She didn’t even have a name.

A tear rolls free, and I nod at her, this young woman before me now. One who stands tall and brave for what she believes in. Who is not asking but telling me what she needs.

“Okay,” I agree, releasing her.

The room falls silent, except for the beeping of the machines and the soft padding of Ellie’s footsteps across the tile floor.

Dustin stands by my side, his arm around me, as we watch Ellie approach the bed, her miniature boots scuffing the sterile floors with chicken shit dirt clods in their wake, and a smile tugs at my lips, just slightly. Devyn wouldn’t have her hospital room any other way.

I notice that Ellie a bouquet of sunflowers in her left hand, and her tattered up diary in her right that she doesn’t bother setting down as she hoists herself onto Devyn’s bed, crawling in beside her and snuggling her, just like I wanted to do, and that brings a smile to my lips.

They fit so well together like that, my two girls. Cradled together like it was always meant to be.

Please, God, make her well.

It’s the only thing I can manage when I see the two most important pieces of my heart outside my chest like this.

“Devyn, you can’t leave us. You have to wake up, do you hear me?” Ellie whispers, kissing Devyn’s cheek softly and shoving herself up to a sitting position.
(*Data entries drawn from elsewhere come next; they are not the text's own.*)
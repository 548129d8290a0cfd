use std::collections::{HashMap, HashSet};

use crate::{
    ast::{self, Expr, ExprKind, FunctionDecl, LiteralKind, Print, Stmt},
    codegen::{
        Error, BOOL_TO_STRING_ENTRY_POINT, GC_REGISTER_ENTRY_POINT, INT_TO_STRING_ENTRY_POINT,
        PRINT_ENTRY_POINT,
    },
    ir::{
        BasicBlock, BinaryOp, Function, FunctionId, Instruction, Module, Parameter, Terminator,
        Type, Value,
    },
    lexer,
    token::{Span, Spanned},
};

type Result<T> = std::result::Result<T, Spanned<Error>>;

/// Where the next instruction goes.
#[derive(Copy, Clone, Debug)]
pub(super) struct InsertPoint {
    function: FunctionId,
    block: usize,
    next_temp: u32,
}

/// Walks the AST once, in source order, emitting into a single module.
pub struct CodeGenerator {
    module: Module,
    /// Every function defined so far, nested ones included.
    functions: HashMap<Box<str>, FunctionId>,
    /// `None` at the top level.
    pub(super) current: Option<InsertPoint>,
    /// The synthesized `main`, which holds top-level statements.
    pub(super) main: Option<InsertPoint>,
    /// Value of the last lowered expression. Consumed by the enclosing node.
    last_value: Option<Value>,
}

impl CodeGenerator {
    pub fn new(module_name: &str) -> CodeGenerator {
        CodeGenerator {
            module: Module::new(module_name),
            functions: HashMap::new(),
            current: None,
            main: None,
            last_value: None,
        }
    }

    pub fn generate(mut self, program: &ast::Program) -> Result<Module> {
        for stmt in &program.stmts {
            self.g_top_level_stmt(stmt)?;
        }
        Ok(self.finish())
    }

    /// Seals the synthesized `main`, if any, and returns the module.
    pub(super) fn finish(mut self) -> Module {
        if let Some(main) = self.main.take() {
            self.current = Some(main);
            self.seal(Terminator::Ret(Some(Value::i32(0))));
        }
        self.module
    }

    fn g_top_level_stmt(&mut self, stmt: &Stmt) -> Result<()> {
        match stmt {
            Stmt::Print(print) => {
                self.current = Some(self.main_insert_point(print.span)?);
                self.g_print(print)?;
                self.main = self.current.take();
                Ok(())
            }
            Stmt::Function(function) => self.g_function(function),
        }
    }

    fn g_stmt(&mut self, stmt: &Stmt) -> Result<()> {
        match stmt {
            Stmt::Print(print) => self.g_print(print),
            Stmt::Function(function) => self.g_function(function),
        }
    }

    fn g_print(&mut self, print: &Print) -> Result<()> {
        self.g_expr(&print.expr)?;
        let value = self.take_value(print.span)?;
        let value = match value.ty() {
            Type::Ptr => value,
            Type::I32 => self.g_to_string(INT_TO_STRING_ENTRY_POINT, value),
            Type::I1 => self.g_to_string(BOOL_TO_STRING_ENTRY_POINT, value),
            Type::Void => return Err(print.span.wrap(Error::MissingValue)),
        };
        self.module.declare(PRINT_ENTRY_POINT, Type::Void, &[Type::Ptr]);
        self.emit(Instruction::Call {
            dest: None,
            ret: Type::Void,
            callee: PRINT_ENTRY_POINT.into(),
            args: vec![value],
        });
        Ok(())
    }

    /// Converts a scalar into a fresh runtime string, which is handed to the
    /// collector.
    fn g_to_string(&mut self, entry_point: &str, value: Value) -> Value {
        self.module.declare(entry_point, Type::Ptr, &[value.ty()]);
        let dest = self.next_temp();
        self.emit(Instruction::Call {
            dest: Some(dest),
            ret: Type::Ptr,
            callee: entry_point.into(),
            args: vec![value],
        });
        let string = Value::Temp {
            id: dest,
            ty: Type::Ptr,
        };
        self.track(&string);
        string
    }

    fn g_function(&mut self, decl: &FunctionDecl) -> Result<()> {
        let name = &decl.name;
        self.check_undefined(&name.name, name.span)?;

        let mut seen = HashSet::new();
        let params = decl
            .params
            .iter()
            .map(|param| {
                let name = &param.name;
                if !seen.insert(&*name.name) {
                    return Err(name.span.wrap(Error::DuplicateParameter {
                        name: name.name.clone(),
                    }));
                }
                Ok(Parameter {
                    name: param.name.name.clone(),
                    ty: lower_type(&param.ty)?,
                })
            })
            .collect::<Result<Vec<_>>>()?;

        let mut function = Function::new(&*name.name, params, Type::Void);
        function.blocks.push(BasicBlock::new("entry"));
        let id = self.module.push_function(function);
        self.functions.insert(name.name.clone(), id);

        let enclosing = self.current.replace(InsertPoint {
            function: id,
            block: 0,
            next_temp: 0,
        });
        for stmt in &decl.body {
            self.g_stmt(stmt)?;
        }
        // Return values are not lowered.
        self.seal(Terminator::Ret(None));
        self.current = enclosing;
        Ok(())
    }

    fn g_expr(&mut self, expr: &Expr) -> Result<()> {
        self.last_value = None;
        match &expr.kind {
            ExprKind::Literal(literal) => {
                let value = self.g_literal(literal, expr.span)?;
                self.track(&value);
                self.last_value = Some(value);
            }
            ExprKind::Binary { op, lhs, rhs } => {
                self.g_expr(lhs)?;
                let lhs = self.take_value(lhs.span)?;
                self.g_expr(rhs)?;
                let rhs = self.take_value(rhs.span)?;

                let ty = lhs.ty();
                if ty != rhs.ty() || !ty.is_integer() {
                    return Err(expr.span.wrap(Error::InvalidOperands {
                        op: *op,
                        lhs: ty,
                        rhs: rhs.ty(),
                    }));
                }
                let dest = self.next_temp();
                let op = match op {
                    ast::BinaryOperator::And => BinaryOp::And,
                    ast::BinaryOperator::Or => BinaryOp::Or,
                };
                self.emit(Instruction::Binary {
                    dest,
                    op,
                    ty,
                    lhs,
                    rhs,
                });
                self.last_value = Some(Value::Temp { id: dest, ty });
            }
        }
        Ok(())
    }

    fn g_literal(&mut self, literal: &ast::Literal, span: Span) -> Result<Value> {
        let raw = &*literal.raw;
        let value = match literal.kind {
            LiteralKind::Number => {
                let n = raw.parse::<i32>().map_err(|_| {
                    span.wrap(Error::MalformedLiteral {
                        raw: literal.raw.clone(),
                    })
                })?;
                Value::i32(n)
            }
            LiteralKind::String => self.module.intern_string(&lexer::unescape(raw)),
            LiteralKind::Boolean => Value::bool(raw == "true"),
            LiteralKind::Khali => Value::Null,
        };
        Ok(value)
    }

    /// Registers non-constant values with the collector.
    pub(super) fn track(&mut self, value: &Value) {
        if value.is_constant() {
            return;
        }
        self.module.declare(GC_REGISTER_ENTRY_POINT, Type::Void, &[Type::Ptr]);
        self.emit(Instruction::Call {
            dest: None,
            ret: Type::Void,
            callee: GC_REGISTER_ENTRY_POINT.into(),
            args: vec![value.clone()],
        });
    }
}

/// Helper methods.
impl CodeGenerator {
    /// Returns the insertion point of `main`, creating the function on first
    /// use.
    pub(super) fn main_insert_point(&mut self, span: Span) -> Result<InsertPoint> {
        if let Some(main) = self.main {
            return Ok(main);
        }
        self.check_undefined("main", span)?;

        let mut main = Function::new("main", vec![], Type::I32);
        main.blocks.push(BasicBlock::new("entry"));
        let id = self.module.push_function(main);
        self.functions.insert("main".into(), id);
        Ok(InsertPoint {
            function: id,
            block: 0,
            next_temp: 0,
        })
    }

    fn check_undefined(&self, name: &str, span: Span) -> Result<()> {
        if self.functions.contains_key(name) {
            return Err(span.wrap(Error::DuplicateFunction { name: name.into() }));
        }
        Ok(())
    }

    fn take_value(&mut self, span: Span) -> Result<Value> {
        self.last_value
            .take()
            .ok_or_else(|| span.wrap(Error::MissingValue))
    }

    fn next_temp(&mut self) -> u32 {
        let ip = self.insert_point_mut();
        let temp = ip.next_temp;
        ip.next_temp += 1;
        temp
    }

    fn emit(&mut self, inst: Instruction) {
        self.current_block().instructions.push(inst);
    }

    fn seal(&mut self, terminator: Terminator) {
        self.current_block().terminator = Some(terminator);
    }

    fn current_block(&mut self) -> &mut BasicBlock {
        let InsertPoint {
            function, block, ..
        } = *self.insert_point_mut();
        &mut self.module.function_mut(function).blocks[block]
    }

    fn insert_point_mut(&mut self) -> &mut InsertPoint {
        let Some(ip) = self.current.as_mut() else {
            unreachable!("instructions are only emitted inside a function");
        };
        ip
    }
}

fn lower_type(ty: &ast::TypeName) -> Result<Type> {
    match ty.name() {
        "int" => Ok(Type::I32),
        "string" => Ok(Type::Ptr),
        name => Err(ty.span().wrap(Error::UnlowerableType { name: name.into() })),
    }
}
“You were right about the sunflowers,” she says, sniffling through tears and snot and wiping her arm across her face. “It didn’t matter if it was blue or green or even yellow light. It didn’t matter about the soil or the water.” She holds the sunflowers up as if Devyn can see them, and a spastic laugh bubbles from her throat. “No matter what I did to the baby sunflowers in the shed, the minute I transferred them to the fields with full sunlight, they all bloomed. They just needed the right conditions.”

She leans over on her knees and lays the sunflowers down on the table beside them, settling back down next to Dev, and I realize minutes later that my eyes are blurry because I’m crying. Full out. Watching an interaction that could be their last.

God, it can’t be their last. I say prayer after prayer while I watch them.

Please do not let this be their last.

“You were right about Jonathan, too. He does like me.” She makes a face that’s a mix of disgust and excitement and squeezes Devyn’s hand. “Just like you were right about the silkies and the ducks, Dev. You were right about it all.”

She starts to cry now, softly at first, but soon it’s picked up to heavy waves of tears until she’s gasping, hyperventilating. “Please, D-evv-p—please—wake.”

“Maybe you should take her out of here,” Dustin suggests, but I’m already one step ahead of him, leaning in toward Ellie to scoop her back up, but she swats me away.

“No, Papa, no!” she screeches, yanking her body away from me and curling her fingers back around the edges of the hospital bed. She drapes her body over Devyn and sobs into her. “You have to wake up, Devyn. You have to! You were right! Polly is a better mother because she’s there! She wants to be there! That’s what it was all along.”

“Ellie, please, baby, you need to give her some space to heal. Let’s just—”

“No! She’s going to wake up. She’s gotta wake up. Wake up, Devyn! Wake up! You’re my silkie. You’re my Polly. Wake up, please. You’re my Polly!”

“Eleanor!” I scream at her, grabbing her by the shoulders and shaking her so she snaps out of it and hears me. She quiets, her eyes wide, lips trembling as she shakes, her breath coming out in short, rapid spurts.

I look into her eyes, wild and full of fear and that same grief that plagues me.

“Breathe,” I tell her.

And she does.

We breathe together just like that. Next to Devyn. We try to match her breathing.

Soon, I’m cradling Ellie while we wait for Devyn to wake, all of us breathing together. And in a way, it’s soothing.

“It should be me in that bed,” Ellie suddenly says, which has me sitting straight up.

“Why would you say that? It couldn’t be further from the truth.”

“I heard Uncle Dusty tell the police officers she was taking a paper to the courthouse for my custody. I know about the marriage certificate too. I listen in on just about every meeting with Katie, just so you know.”

“You aren’t in that bed, though. You know that? Devyn made a choice and had an accident. But do you think she would have made another choice where you were concerned? Because I can tell you she wouldn’t. She’d choose you, Ellie. I know that about her.”